# PROBLEM TO WORK ON
Some entries follow. Reproduce exactly the lines starting at the one with "use crate::core::ObjectKey;" and stopping after the one with "requested (authoring hint).".

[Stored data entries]
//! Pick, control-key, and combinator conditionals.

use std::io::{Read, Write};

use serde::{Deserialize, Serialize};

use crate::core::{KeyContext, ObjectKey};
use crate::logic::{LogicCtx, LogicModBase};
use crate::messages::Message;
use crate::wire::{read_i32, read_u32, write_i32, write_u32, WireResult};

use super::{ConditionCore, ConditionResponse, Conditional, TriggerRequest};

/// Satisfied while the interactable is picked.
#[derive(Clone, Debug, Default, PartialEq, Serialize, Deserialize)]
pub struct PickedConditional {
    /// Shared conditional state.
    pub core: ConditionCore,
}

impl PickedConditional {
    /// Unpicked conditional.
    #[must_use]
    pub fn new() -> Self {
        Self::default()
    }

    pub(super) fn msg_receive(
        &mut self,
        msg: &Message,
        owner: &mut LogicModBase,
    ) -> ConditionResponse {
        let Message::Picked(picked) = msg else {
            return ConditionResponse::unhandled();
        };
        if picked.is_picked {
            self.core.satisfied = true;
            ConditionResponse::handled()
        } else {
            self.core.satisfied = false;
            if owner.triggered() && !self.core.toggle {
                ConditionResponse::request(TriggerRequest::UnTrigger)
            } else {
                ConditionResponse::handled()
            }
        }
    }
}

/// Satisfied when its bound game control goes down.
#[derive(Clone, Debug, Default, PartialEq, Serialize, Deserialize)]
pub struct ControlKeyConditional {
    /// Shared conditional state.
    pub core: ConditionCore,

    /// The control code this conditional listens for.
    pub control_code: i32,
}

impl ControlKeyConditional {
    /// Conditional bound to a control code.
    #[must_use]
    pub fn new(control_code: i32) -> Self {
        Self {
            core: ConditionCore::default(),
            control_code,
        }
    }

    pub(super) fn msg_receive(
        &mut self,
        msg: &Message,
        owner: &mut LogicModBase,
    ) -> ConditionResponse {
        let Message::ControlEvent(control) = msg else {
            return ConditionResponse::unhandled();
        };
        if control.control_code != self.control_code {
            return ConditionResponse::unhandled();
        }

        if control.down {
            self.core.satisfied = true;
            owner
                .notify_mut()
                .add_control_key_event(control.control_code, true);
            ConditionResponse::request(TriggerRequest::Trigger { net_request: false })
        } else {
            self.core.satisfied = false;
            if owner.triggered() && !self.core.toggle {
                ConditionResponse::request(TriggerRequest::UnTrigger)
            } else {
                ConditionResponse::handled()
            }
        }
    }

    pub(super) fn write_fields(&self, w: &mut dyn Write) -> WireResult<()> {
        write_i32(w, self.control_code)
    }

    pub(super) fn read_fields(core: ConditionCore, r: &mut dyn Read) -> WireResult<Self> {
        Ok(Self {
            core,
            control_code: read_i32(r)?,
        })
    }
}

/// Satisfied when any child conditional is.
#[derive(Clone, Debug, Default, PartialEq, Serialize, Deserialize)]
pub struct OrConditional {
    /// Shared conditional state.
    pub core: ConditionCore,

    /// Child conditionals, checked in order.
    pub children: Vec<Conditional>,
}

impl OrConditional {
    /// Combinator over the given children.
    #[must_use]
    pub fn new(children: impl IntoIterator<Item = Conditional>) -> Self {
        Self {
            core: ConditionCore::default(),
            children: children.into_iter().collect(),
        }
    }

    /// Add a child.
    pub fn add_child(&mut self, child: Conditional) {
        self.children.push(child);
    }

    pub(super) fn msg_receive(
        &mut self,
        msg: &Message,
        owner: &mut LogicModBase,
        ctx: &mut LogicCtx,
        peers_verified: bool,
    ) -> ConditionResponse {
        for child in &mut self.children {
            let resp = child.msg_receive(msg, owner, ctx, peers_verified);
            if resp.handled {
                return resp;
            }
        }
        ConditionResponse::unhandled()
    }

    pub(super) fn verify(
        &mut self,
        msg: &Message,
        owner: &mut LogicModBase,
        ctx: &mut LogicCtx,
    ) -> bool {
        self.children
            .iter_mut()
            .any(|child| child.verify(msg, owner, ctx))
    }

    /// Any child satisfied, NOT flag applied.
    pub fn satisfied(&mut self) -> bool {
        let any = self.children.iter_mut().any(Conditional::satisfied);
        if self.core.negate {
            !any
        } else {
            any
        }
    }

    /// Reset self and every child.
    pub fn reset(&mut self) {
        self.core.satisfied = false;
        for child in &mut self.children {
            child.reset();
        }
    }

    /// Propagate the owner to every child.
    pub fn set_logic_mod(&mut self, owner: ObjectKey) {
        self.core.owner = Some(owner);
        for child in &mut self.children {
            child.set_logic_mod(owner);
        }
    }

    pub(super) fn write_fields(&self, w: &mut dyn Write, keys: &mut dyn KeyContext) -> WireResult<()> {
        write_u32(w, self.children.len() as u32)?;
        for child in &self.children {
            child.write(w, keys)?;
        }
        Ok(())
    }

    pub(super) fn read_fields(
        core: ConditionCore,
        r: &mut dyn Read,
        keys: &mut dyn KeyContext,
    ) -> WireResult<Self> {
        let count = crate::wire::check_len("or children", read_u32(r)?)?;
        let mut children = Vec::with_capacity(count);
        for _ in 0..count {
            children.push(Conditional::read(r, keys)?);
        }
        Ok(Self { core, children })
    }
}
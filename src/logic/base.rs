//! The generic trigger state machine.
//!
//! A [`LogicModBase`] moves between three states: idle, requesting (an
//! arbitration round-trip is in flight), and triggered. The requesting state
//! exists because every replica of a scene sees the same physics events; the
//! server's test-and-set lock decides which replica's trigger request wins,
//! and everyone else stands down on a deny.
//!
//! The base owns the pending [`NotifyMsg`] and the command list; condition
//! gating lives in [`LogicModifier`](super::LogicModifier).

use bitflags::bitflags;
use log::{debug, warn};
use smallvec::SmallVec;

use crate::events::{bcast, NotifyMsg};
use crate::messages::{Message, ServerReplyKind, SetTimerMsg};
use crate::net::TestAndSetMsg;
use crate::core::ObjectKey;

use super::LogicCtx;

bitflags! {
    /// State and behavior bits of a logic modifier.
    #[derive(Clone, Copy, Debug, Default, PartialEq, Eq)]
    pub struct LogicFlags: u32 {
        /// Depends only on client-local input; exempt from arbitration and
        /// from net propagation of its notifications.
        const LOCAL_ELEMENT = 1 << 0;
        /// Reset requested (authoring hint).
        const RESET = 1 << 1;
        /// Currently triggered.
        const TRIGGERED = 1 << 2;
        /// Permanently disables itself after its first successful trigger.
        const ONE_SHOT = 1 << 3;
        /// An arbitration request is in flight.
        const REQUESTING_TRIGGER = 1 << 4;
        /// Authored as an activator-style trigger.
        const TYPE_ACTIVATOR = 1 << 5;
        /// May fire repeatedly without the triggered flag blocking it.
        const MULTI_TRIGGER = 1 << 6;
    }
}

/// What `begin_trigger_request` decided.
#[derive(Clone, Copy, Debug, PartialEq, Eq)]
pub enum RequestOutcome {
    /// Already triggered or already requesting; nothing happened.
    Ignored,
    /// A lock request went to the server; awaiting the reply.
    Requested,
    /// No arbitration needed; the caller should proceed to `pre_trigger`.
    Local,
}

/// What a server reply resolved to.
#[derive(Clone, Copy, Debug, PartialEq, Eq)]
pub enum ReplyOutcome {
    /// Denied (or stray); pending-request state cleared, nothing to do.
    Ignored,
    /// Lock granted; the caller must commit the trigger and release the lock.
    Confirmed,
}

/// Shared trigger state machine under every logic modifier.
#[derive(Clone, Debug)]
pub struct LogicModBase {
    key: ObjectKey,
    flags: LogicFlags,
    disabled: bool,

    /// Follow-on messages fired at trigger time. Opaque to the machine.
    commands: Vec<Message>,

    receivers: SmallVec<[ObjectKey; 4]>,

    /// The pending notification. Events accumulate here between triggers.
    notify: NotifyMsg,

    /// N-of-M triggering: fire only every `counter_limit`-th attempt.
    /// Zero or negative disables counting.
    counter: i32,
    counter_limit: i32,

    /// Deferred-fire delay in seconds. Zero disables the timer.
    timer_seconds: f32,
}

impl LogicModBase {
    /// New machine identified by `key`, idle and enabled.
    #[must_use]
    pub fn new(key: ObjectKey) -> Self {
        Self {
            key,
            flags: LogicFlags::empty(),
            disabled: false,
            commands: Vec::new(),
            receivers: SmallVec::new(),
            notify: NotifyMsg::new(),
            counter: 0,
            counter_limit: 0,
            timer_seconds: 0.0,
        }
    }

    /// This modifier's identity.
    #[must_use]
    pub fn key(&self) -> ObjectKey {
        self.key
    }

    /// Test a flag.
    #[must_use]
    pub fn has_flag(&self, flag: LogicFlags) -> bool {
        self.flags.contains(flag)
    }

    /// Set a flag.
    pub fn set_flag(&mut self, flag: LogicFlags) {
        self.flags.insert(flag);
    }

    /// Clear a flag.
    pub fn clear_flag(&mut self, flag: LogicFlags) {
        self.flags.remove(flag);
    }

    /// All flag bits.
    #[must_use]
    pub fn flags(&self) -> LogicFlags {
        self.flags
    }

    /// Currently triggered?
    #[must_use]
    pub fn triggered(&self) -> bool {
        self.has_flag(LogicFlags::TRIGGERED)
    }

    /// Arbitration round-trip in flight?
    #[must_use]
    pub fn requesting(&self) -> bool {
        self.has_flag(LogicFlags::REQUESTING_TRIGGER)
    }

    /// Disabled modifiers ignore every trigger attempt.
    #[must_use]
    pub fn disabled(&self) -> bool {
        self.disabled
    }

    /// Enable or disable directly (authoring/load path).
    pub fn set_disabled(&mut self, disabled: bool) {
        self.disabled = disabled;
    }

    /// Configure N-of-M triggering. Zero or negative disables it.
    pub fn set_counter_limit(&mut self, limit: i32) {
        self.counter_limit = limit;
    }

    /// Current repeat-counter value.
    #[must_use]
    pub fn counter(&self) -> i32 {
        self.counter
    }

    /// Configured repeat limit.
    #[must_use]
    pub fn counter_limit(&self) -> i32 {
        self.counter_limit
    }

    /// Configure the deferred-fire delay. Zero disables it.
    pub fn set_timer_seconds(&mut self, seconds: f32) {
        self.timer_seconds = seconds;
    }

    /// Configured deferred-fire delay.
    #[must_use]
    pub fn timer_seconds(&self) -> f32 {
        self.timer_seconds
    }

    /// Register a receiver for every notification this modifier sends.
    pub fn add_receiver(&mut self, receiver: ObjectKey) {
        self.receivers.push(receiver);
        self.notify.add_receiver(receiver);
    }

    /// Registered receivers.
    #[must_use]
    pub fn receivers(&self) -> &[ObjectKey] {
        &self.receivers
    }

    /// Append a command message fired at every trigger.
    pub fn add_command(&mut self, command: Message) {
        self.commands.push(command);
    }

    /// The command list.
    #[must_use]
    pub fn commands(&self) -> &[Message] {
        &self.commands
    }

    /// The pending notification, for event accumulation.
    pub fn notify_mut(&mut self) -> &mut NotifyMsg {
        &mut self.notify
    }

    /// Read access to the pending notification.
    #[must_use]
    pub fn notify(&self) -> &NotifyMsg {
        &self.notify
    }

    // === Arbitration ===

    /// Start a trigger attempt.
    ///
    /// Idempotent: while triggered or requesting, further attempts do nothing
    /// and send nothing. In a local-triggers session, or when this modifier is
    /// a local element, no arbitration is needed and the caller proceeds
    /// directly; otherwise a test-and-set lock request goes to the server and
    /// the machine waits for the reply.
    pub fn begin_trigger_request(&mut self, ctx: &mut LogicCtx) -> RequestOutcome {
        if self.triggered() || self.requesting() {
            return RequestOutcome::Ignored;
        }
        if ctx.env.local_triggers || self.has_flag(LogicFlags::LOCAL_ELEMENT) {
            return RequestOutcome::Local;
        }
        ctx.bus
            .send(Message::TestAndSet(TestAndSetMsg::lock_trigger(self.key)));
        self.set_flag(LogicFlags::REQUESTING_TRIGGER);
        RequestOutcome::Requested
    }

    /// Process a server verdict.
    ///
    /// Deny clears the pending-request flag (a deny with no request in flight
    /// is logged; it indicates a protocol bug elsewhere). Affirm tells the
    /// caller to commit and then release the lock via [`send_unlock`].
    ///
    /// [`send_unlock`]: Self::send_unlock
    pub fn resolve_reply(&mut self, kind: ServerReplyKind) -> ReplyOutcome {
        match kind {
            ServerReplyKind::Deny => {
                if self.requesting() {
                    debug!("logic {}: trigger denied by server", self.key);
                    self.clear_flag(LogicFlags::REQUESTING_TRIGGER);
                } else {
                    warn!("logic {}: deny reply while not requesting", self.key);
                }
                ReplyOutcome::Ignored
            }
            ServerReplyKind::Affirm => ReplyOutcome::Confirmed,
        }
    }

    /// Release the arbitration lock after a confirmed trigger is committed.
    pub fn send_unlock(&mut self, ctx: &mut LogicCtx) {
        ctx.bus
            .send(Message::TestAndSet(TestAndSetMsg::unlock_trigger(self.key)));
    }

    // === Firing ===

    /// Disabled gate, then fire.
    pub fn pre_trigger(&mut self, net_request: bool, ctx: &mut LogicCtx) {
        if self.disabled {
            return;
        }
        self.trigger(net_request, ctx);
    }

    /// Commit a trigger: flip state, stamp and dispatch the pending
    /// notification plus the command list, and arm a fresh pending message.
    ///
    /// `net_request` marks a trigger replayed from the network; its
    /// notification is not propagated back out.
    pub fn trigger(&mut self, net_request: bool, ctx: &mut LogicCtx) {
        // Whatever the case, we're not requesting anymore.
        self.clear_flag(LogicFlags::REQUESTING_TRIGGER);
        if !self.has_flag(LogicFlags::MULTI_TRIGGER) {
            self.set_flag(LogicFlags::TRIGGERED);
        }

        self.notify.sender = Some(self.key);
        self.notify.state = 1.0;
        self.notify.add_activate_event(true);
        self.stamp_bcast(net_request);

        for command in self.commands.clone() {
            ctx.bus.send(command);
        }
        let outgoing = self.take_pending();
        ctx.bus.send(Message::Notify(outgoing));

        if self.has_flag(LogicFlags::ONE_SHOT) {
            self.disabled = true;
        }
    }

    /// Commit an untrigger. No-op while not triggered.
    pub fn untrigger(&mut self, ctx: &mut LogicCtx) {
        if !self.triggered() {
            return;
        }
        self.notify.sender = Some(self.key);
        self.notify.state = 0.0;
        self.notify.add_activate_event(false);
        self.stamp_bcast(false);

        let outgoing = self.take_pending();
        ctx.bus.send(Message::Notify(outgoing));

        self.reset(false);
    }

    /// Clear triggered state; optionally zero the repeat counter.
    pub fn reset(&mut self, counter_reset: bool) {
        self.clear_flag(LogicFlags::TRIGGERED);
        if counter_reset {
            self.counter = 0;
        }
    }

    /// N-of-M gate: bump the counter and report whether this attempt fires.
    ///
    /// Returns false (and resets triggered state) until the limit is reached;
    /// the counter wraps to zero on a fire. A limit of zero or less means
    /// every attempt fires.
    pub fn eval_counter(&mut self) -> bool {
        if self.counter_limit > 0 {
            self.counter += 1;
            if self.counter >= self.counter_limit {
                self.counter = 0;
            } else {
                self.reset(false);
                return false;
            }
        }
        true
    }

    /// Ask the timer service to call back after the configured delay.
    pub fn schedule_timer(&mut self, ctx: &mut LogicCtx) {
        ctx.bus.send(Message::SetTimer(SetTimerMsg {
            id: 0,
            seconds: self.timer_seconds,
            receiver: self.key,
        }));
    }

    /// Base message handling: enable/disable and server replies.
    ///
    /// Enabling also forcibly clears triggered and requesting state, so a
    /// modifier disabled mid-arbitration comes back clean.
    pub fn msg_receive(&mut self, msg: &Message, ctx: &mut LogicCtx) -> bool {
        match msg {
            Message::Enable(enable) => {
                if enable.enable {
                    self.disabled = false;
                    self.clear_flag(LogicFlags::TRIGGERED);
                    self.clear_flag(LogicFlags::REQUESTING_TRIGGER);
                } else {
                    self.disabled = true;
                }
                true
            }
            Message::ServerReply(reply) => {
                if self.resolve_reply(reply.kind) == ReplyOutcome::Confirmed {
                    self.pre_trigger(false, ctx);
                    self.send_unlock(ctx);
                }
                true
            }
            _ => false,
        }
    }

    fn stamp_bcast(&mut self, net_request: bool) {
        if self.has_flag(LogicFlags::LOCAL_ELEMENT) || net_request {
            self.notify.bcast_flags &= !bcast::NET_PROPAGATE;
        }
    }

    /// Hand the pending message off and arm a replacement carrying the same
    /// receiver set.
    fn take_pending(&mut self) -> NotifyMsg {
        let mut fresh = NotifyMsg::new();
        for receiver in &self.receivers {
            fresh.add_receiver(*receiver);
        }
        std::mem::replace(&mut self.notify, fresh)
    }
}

# RESPONSE FOR THIS EXERCISE
use crate::core::ObjectKey;

use super::LogicCtx;

bitflags! {
    /// State and behavior bits of a logic modifier.
    #[derive(Clone, Copy, Debug, Default, PartialEq, Eq)]
    pub struct LogicFlags: u32 {
        /// Depends only on client-local input; exempt from arbitration and
        /// from net propagation of its notifications.
        const LOCAL_ELEMENT = 1 << 0;
        /// Reset requested (authoring hint).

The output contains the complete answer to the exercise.